TASK GOAL
Search the records below for "ChatResponse"; copy each line that has it.

DATA

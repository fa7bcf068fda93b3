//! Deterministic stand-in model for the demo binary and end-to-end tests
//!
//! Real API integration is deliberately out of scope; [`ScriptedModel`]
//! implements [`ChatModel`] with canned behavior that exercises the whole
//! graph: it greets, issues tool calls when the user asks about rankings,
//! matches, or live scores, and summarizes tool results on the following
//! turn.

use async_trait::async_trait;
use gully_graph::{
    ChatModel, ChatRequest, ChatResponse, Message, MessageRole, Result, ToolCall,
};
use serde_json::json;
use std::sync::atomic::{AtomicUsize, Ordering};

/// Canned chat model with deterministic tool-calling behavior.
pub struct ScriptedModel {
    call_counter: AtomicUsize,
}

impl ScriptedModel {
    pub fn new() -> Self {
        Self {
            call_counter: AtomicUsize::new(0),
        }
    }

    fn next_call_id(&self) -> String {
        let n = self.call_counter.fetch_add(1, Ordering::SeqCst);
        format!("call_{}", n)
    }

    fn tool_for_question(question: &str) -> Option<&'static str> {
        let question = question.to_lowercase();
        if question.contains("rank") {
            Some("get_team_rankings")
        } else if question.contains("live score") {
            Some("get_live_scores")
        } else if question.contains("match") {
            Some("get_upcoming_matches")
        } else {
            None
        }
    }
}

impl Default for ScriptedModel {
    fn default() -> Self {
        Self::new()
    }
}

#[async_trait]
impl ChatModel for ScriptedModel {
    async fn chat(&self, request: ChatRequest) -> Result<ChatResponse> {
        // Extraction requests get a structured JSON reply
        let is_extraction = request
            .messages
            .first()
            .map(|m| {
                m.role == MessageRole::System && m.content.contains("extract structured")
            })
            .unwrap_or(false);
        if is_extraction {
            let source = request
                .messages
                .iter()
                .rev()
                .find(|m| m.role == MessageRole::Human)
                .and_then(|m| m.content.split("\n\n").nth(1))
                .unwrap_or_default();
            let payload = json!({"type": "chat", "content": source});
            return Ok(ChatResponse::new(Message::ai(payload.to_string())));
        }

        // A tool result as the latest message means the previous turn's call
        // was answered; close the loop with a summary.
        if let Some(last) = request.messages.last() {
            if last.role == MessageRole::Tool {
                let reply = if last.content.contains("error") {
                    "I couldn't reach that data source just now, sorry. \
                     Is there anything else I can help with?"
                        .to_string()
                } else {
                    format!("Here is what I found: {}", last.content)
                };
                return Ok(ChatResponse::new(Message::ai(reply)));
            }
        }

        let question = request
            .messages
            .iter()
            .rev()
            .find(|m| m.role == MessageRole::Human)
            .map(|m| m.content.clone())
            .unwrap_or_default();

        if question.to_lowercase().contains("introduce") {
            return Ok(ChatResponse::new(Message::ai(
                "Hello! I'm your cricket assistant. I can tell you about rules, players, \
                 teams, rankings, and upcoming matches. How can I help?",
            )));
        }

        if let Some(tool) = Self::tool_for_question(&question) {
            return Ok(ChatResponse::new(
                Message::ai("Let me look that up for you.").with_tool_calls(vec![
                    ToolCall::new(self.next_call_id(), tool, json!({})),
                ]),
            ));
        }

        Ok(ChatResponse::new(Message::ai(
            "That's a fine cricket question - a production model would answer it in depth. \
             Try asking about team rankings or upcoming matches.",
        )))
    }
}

WRITTEN RESPONSE
    ChatModel, ChatRequest, ChatResponse, Message, MessageRole, Result, ToolCall,
    async fn chat(&self, request: ChatRequest) -> Result<ChatResponse> {
            return Ok(ChatResponse::new(Message::ai(payload.to_string())));
                return Ok(ChatResponse::new(Message::ai(reply)));
            return Ok(ChatResponse::new(Message::ai(
            return Ok(ChatResponse::new(
        Ok(ChatResponse::new(Message::ai(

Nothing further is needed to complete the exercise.